The album opens with "You Got the Look I Like," a slow burner in the mold of Rockpile's "Knife and Fork." Guitars bump and grind around some sturdy blues changes, drummer Jim Keltner marshals a big, fat beat, and Jordanaires-style backup vocals answer Lowe's panting lead. Lowe appears to be settling comfortably into middle age, relating his contentment with nonsense syllables: "I'm moving up from a great big down/And the way I feel feels like this sound – shting-shtang, shting-shtang," he sings in the exuberant Fifties-ish rocker "Shting-Shtang." Dave Edmunds seconds that emotion with some playful, twangy lead guitar, and the song takes on a celebratory glow.

Lowe muses more soberly about excess and recovery in "Rocky Road," a limber shuffle co-written with Simon Kirke, drummer for Free and Bad Company. "The rut I was in had once been a groove," he sings in a telling turn of phrase. Turning his eye outward in "Who Was That Man?" Lowe wonders about an unidentified victim of the catastrophic 1988 subway fire at King's Cross station, in London. The song is played and sung as Woody Guthrie might have documented the event – i.e., the folk song as journalism, with the passing of an unknown drifter viewed as a sad but illuminating footnote in the tragicomic parade of humanity.

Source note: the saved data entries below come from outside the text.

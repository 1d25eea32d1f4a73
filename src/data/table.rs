//! Pagination of the employee table for the Employees tab.

use polars::prelude::*;

pub const DEFAULT_PAGE_SIZE: usize = 10;

/// One page of rendered cells.
#[derive(Debug, Clone, PartialEq)]
pub struct TablePage {
    pub columns: Vec<String>,
    pub rows: Vec<Vec<String>>,
    pub page: usize,
    pub page_count: usize,
    pub page_size: usize,
    pub total_rows: usize,
}

impl TablePage {
    pub fn has_previous(&self) -> bool {
        self.page > 0
    }

    pub fn has_next(&self) -> bool {
        self.page + 1 < self.page_count
    }

    /// 1-based inclusive range of rows shown, for the "rows x-y of n" label.
    pub fn row_range(&self) -> Option<(usize, usize)> {
        if self.rows.is_empty() {
            return None;
        }
        let first = self.page * self.page_size + 1;
        Some((first, first + self.rows.len() - 1))
    }
}

/// Splits a DataFrame into fixed-size pages.
#[derive(Debug, Clone, Copy)]
pub struct TablePager {
    page_size: usize,
}

impl Default for TablePager {
    fn default() -> Self {
        Self::new(DEFAULT_PAGE_SIZE)
    }
}

impl TablePager {
    /// A page size of zero is treated as one.
    pub fn new(page_size: usize) -> Self {
        Self {
            page_size: page_size.max(1),
        }
    }

    pub fn page_count(&self, total_rows: usize) -> usize {
        total_rows.div_ceil(self.page_size).max(1)
    }

    /// Render page `page` of `df`. Out-of-range pages clamp to the last page.
    pub fn page(&self, df: &DataFrame, page: usize) -> TablePage {
        let total_rows = df.height();
        let page_count = self.page_count(total_rows);
        let page = page.min(page_count - 1);
        let offset = page * self.page_size;

        let columns: Vec<String> = df
            .get_column_names()
            .iter()
            .map(|s| s.to_string())
            .collect();

        let slice = df.slice(offset as i64, self.page_size);
        let rows = (0..slice.height())
            .map(|i| {
                slice
                    .get_columns()
                    .iter()
                    .map(|col| col.get(i).map(format_cell).unwrap_or_default())
                    .collect()
            })
            .collect();

        TablePage {
            columns,
            rows,
            page,
            page_count,
            page_size: self.page_size,
            total_rows,
        }
    }
}

fn format_cell(value: AnyValue<'_>) -> String {
    match value {
        AnyValue::Null => String::new(),
        AnyValue::String(s) => s.to_string(),
        other => other.to_string().trim_matches('"').to_string(),
    }
}

#[cfg(test)]
mod tests {
    use super::*;

    fn people(n: usize) -> DataFrame {
        let names: Vec<String> = (0..n).map(|i| format!("Employee {i}")).collect();
        let ages: Vec<Option<i64>> = (0..n)
            .map(|i| if i % 4 == 3 { None } else { Some(30 + i as i64) })
            .collect();
        df!("Employee Name" => names, "Age" => ages).unwrap()
    }

    #[test]
    fn first_page_holds_page_size_rows() {
        let page = TablePager::new(10).page(&people(25), 0);
        assert_eq!(page.rows.len(), 10);
        assert_eq!(page.page_count, 3);
        assert_eq!(page.total_rows, 25);
        assert_eq!(page.columns, vec!["Employee Name", "Age"]);
        assert_eq!(page.rows[0], vec!["Employee 0".to_string(), "30".to_string()]);
        assert!(!page.has_previous());
        assert!(page.has_next());
    }

    #[test]
    fn last_page_is_partial_and_nulls_are_blank() {
        let page = TablePager::new(10).page(&people(25), 2);
        assert_eq!(page.rows.len(), 5);
        assert_eq!(page.rows[3], vec!["Employee 23".to_string(), String::new()]);
        assert_eq!(page.row_range(), Some((21, 25)));
        assert!(!page.has_next());
    }

    #[test]
    fn page_past_end_clamps() {
        let page = TablePager::new(10).page(&people(25), 99);
        assert_eq!(page.page, 2);
    }

    #[test]
    fn empty_table_has_single_empty_page() {
        let page = TablePager::default().page(&people(0), 3);
        assert_eq!(page.page, 0);
        assert_eq!(page.page_count, 1);
        assert!(page.rows.is_empty());
        assert_eq!(page.row_range(), None);
    }

    #[test]
    fn zero_page_size_is_bumped_to_one() {
        let pager = TablePager::new(0);
        assert_eq!(pager.page_count(3), 3);
        let page = pager.page(&people(3), 1);
        assert_eq!(page.rows.len(), 1);
        assert_eq!(page.row_range(), Some((2, 2)));
    }
}
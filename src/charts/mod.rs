//! Charts module - Chart rendering

mod plotter;
mod renderer;

pub use plotter::ChartPlotter;
pub use renderer::StaticChartRenderer;
//! HR Dashboard - recruitment, diversity, headcount & attrition
//!
//! Loads a CSV of employee records and shows aggregate HR statistics as
//! interactive charts and a paginated table.

mod charts;
mod config;
mod data;
mod gui;
mod stats;

use anyhow::{anyhow, Context};
use config::DashboardConfig;
use eframe::egui;
use gui::HrDashboardApp;
use tracing::info;
use tracing_subscriber::{fmt, EnvFilter};

fn main() -> anyhow::Result<()> {
    let config_path = DashboardConfig::default_path();
    let config = DashboardConfig::load(&config_path)
        .with_context(|| format!("loading {}", config_path.display()))?;

    let env = EnvFilter::try_from_default_env()
        .unwrap_or_else(|_| EnvFilter::new(&config.log_filter));
    fmt::Subscriber::builder().with_env_filter(env).init();
    info!(config = %config_path.display(), "startup");

    // Configure native options
    let options = eframe::NativeOptions {
        viewport: egui::ViewportBuilder::default()
            .with_inner_size([1400.0, 900.0])
            .with_min_inner_size([1100.0, 700.0])
            .with_title("HR Dashboard"),
        ..Default::default()
    };

    eframe::run_native(
        "HR Dashboard",
        options,
        Box::new(move |cc| Ok(Box::new(HrDashboardApp::new(cc, config, config_path)))),
    )
    .map_err(|e| anyhow!("dashboard window failed: {e}"))
}
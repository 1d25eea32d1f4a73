use polars::prelude::PolarsError;
use thiserror::Error;

#[derive(Error, Debug)]
pub enum AnalyticsError {
    #[error("Polars error: {0}")]
    PolarsError(#[from] PolarsError),
    #[error("Column not found: {0}")]
    MissingColumn(String),
}

/// Fail early with a readable message instead of a Polars column error.
pub(crate) fn require_column(
    df: &polars::prelude::DataFrame,
    column: &str,
) -> Result<(), AnalyticsError> {
    if crate::data::columns::has_column(df, column) {
        Ok(())
    } else {
        Err(AnalyticsError::MissingColumn(column.to_string()))
    }
}
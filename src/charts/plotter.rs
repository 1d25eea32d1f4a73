//! Chart Plotter Module
//! Interactive dashboard charts drawn with egui_plot.

use crate::stats::{AttritionRate, CategoryCount, GroupedCounts, HeadcountSeries};
use chrono::{Datelike, NaiveDate};
use egui::{Color32, RichText};
use egui_plot::{Bar, BarChart, GridMark, Legend, Line, Plot, PlotPoints, Points};

pub const SOURCE_COLOR: Color32 = Color32::from_rgb(52, 152, 219); // Blue

pub const PALETTE: [Color32; 10] = [
    Color32::from_rgb(231, 76, 60),  // Red
    Color32::from_rgb(46, 204, 113), // Green
    Color32::from_rgb(155, 89, 182), // Purple
    Color32::from_rgb(243, 156, 18), // Orange
    Color32::from_rgb(26, 188, 156), // Teal
    Color32::from_rgb(233, 30, 99),  // Pink
    Color32::from_rgb(0, 188, 212),  // Cyan
    Color32::from_rgb(255, 87, 34),  // Deep Orange
    Color32::from_rgb(121, 85, 72),  // Brown
    Color32::from_rgb(96, 125, 139), // Blue Grey
];

const CHART_HEIGHT: f32 = 320.0;

/// Draws the dashboard charts using egui_plot.
pub struct ChartPlotter;

impl ChartPlotter {
    pub fn group_color(group_index: usize) -> Color32 {
        PALETTE[group_index % PALETTE.len()]
    }

    /// One grid mark per category so every bar gets its label.
    fn category_marks(n: usize) -> Vec<GridMark> {
        (0..n)
            .map(|i| GridMark {
                value: i as f64,
                step_size: 1.0,
            })
            .collect()
    }

    fn label_at(labels: &[String], value: f64) -> String {
        let idx = value.round();
        if idx < 0.0 || (value - idx).abs() > 1e-6 {
            return String::new();
        }
        labels.get(idx as usize).cloned().unwrap_or_default()
    }

    /// Horizontal bar per category, in the given order (bottom to top).
    pub fn draw_count_bars(
        ui: &mut egui::Ui,
        id: &str,
        counts: &[CategoryCount],
        value_label: &str,
    ) {
        let labels: Vec<String> = counts.iter().map(|c| c.label.clone()).collect();
        let n = labels.len();
        let height = CHART_HEIGHT.max(28.0 * n as f32);

        let bars: Vec<Bar> = counts
            .iter()
            .enumerate()
            .map(|(i, c)| {
                Bar::new(i as f64, c.count as f64)
                    .width(0.7)
                    .name(&c.label)
                    .fill(SOURCE_COLOR)
            })
            .collect();

        Plot::new(id.to_string())
            .height(height)
            .allow_scroll(false)
            .allow_drag(false)
            .x_axis_label(value_label)
            .include_x(0.0)
            .y_grid_spacer(move |_input| Self::category_marks(n))
            .y_axis_formatter(move |mark, _range| Self::label_at(&labels, mark.value))
            .show(ui, |plot_ui| {
                plot_ui.bar_chart(
                    BarChart::new(bars)
                        .horizontal()
                        .color(SOURCE_COLOR)
                        .name(value_label),
                );
            });
    }

    /// Vertical bars per category, one colored bar per group side by side.
    pub fn draw_grouped_bars(
        ui: &mut egui::Ui,
        id: &str,
        grouped: &GroupedCounts,
        value_label: &str,
    ) {
        if grouped.groups.is_empty() {
            ui.label(RichText::new("No data").italics());
            return;
        }

        let labels = grouped.categories.clone();
        let n = labels.len();
        let group_count = grouped.groups.len() as f64;
        let slot = 0.8 / group_count;

        Plot::new(id.to_string())
            .height(CHART_HEIGHT)
            .legend(Legend::default())
            .allow_scroll(false)
            .y_axis_label(value_label)
            .x_axis_label(grouped.category_column.clone())
            .include_y(0.0)
            .x_grid_spacer(move |_input| Self::category_marks(n))
            .x_axis_formatter(move |mark, _range| Self::label_at(&labels, mark.value))
            .show(ui, |plot_ui| {
                for (g, group) in grouped.groups.iter().enumerate() {
                    let color = Self::group_color(g);
                    let offset = -0.4 + slot * (g as f64 + 0.5);
                    let bars: Vec<Bar> = grouped.counts[g]
                        .iter()
                        .enumerate()
                        .map(|(c, &count)| {
                            Bar::new(c as f64 + offset, count as f64)
                                .width(slot * 0.9)
                                .name(format!("{} / {}", grouped.categories[c], group))
                        })
                        .collect();

                    plot_ui.bar_chart(BarChart::new(bars).color(color).name(group));
                }
            });
    }

    fn date_axis(value: f64) -> String {
        NaiveDate::from_num_days_from_ce_opt(value.round() as i32)
            .map(|d| d.format("%Y-%m").to_string())
            .unwrap_or_default()
    }

    fn day_number(date: NaiveDate) -> f64 {
        date.num_days_from_ce() as f64
    }

    /// Headcount over time as a line.
    pub fn draw_headcount(ui: &mut egui::Ui, series: &HeadcountSeries) {
        let points: PlotPoints = series
            .points()
            .map(|(date, value)| [Self::day_number(date), value as f64])
            .collect();

        Plot::new("headcount")
            .height(CHART_HEIGHT)
            .allow_scroll(false)
            .y_axis_label("Headcount")
            .include_y(0.0)
            .x_axis_formatter(|mark, _range| Self::date_axis(mark.value))
            .label_formatter(|_name, value| {
                format!("{}\n{:.0}", Self::date_axis_day(value.x), value.y)
            })
            .show(ui, |plot_ui| {
                plot_ui.line(
                    Line::new(points)
                        .color(SOURCE_COLOR)
                        .width(1.5)
                        .name("Headcount"),
                );
            });
    }

    fn date_axis_day(value: f64) -> String {
        NaiveDate::from_num_days_from_ce_opt(value.round() as i32)
            .map(|d| d.to_string())
            .unwrap_or_default()
    }

    /// Monthly attrition rate (percent) as line + markers. Months with no rate are skipped.
    pub fn draw_attrition_trend(ui: &mut egui::Ui, monthly: &[AttritionRate]) {
        let points_vec: Vec<[f64; 2]> = monthly
            .iter()
            .filter_map(|a| Some([Self::day_number(a.window_end), a.rate? * 100.0]))
            .collect();

        Plot::new("attrition_trend")
            .height(CHART_HEIGHT)
            .allow_scroll(false)
            .y_axis_label("Attrition (%)")
            .include_y(0.0)
            .x_axis_formatter(|mark, _range| Self::date_axis(mark.value))
            .show(ui, |plot_ui| {
                plot_ui.line(
                    Line::new(PlotPoints::from_iter(points_vec.iter().copied()))
                        .color(PALETTE[0])
                        .width(1.5)
                        .name("Monthly attrition"),
                );
                plot_ui.points(
                    Points::new(PlotPoints::from_iter(points_vec.iter().copied()))
                        .radius(2.5)
                        .color(PALETTE[0]),
                );
            });
    }

    /// Count table (label, count, share) beside a chart.
    pub fn draw_count_table(ui: &mut egui::Ui, id: &str, title: &str, counts: &[CategoryCount]) {
        let total: usize = counts.iter().map(|c| c.count).sum();

        egui::Frame::none()
            .fill(ui.visuals().widgets.noninteractive.bg_fill)
            .rounding(5.0)
            .inner_margin(8.0)
            .show(ui, |ui| {
                egui::Grid::new(ui.make_persistent_id(id))
                    .striped(true)
                    .min_col_width(60.0)
                    .spacing([8.0, 4.0])
                    .show(ui, |ui| {
                        ui.label(RichText::new(title).strong().size(11.0));
                        ui.label(RichText::new("N").strong().size(11.0));
                        ui.label(RichText::new("Share").strong().size(11.0));
                        ui.end_row();

                        for c in counts {
                            ui.label(RichText::new(&c.label).size(11.0));
                            ui.label(RichText::new(c.count.to_string()).size(11.0));
                            let share = if total > 0 {
                                c.count as f64 / total as f64 * 100.0
                            } else {
                                0.0
                            };
                            ui.label(RichText::new(format!("{:.1}%", share)).size(11.0));
                            ui.end_row();
                        }
                    });
            });
    }
}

The talented interplay of Lowe's ensemble, which includes guitarist Ry Cooder and keyboardist Paul Carrack, shines brightly on "What's Shakin' on the Hill," a model of tasteful restraint and team playing. This same group of veterans rocks out with abandon in the salty, Rockpile-style blowout "I Ioneygun." All in all, Party of One puts Nick Lowe, the pub rocker with a pure pop heart, back on track. (RS 579)


PARKE PUTERBAUGH





(Posted: May 31, 1990)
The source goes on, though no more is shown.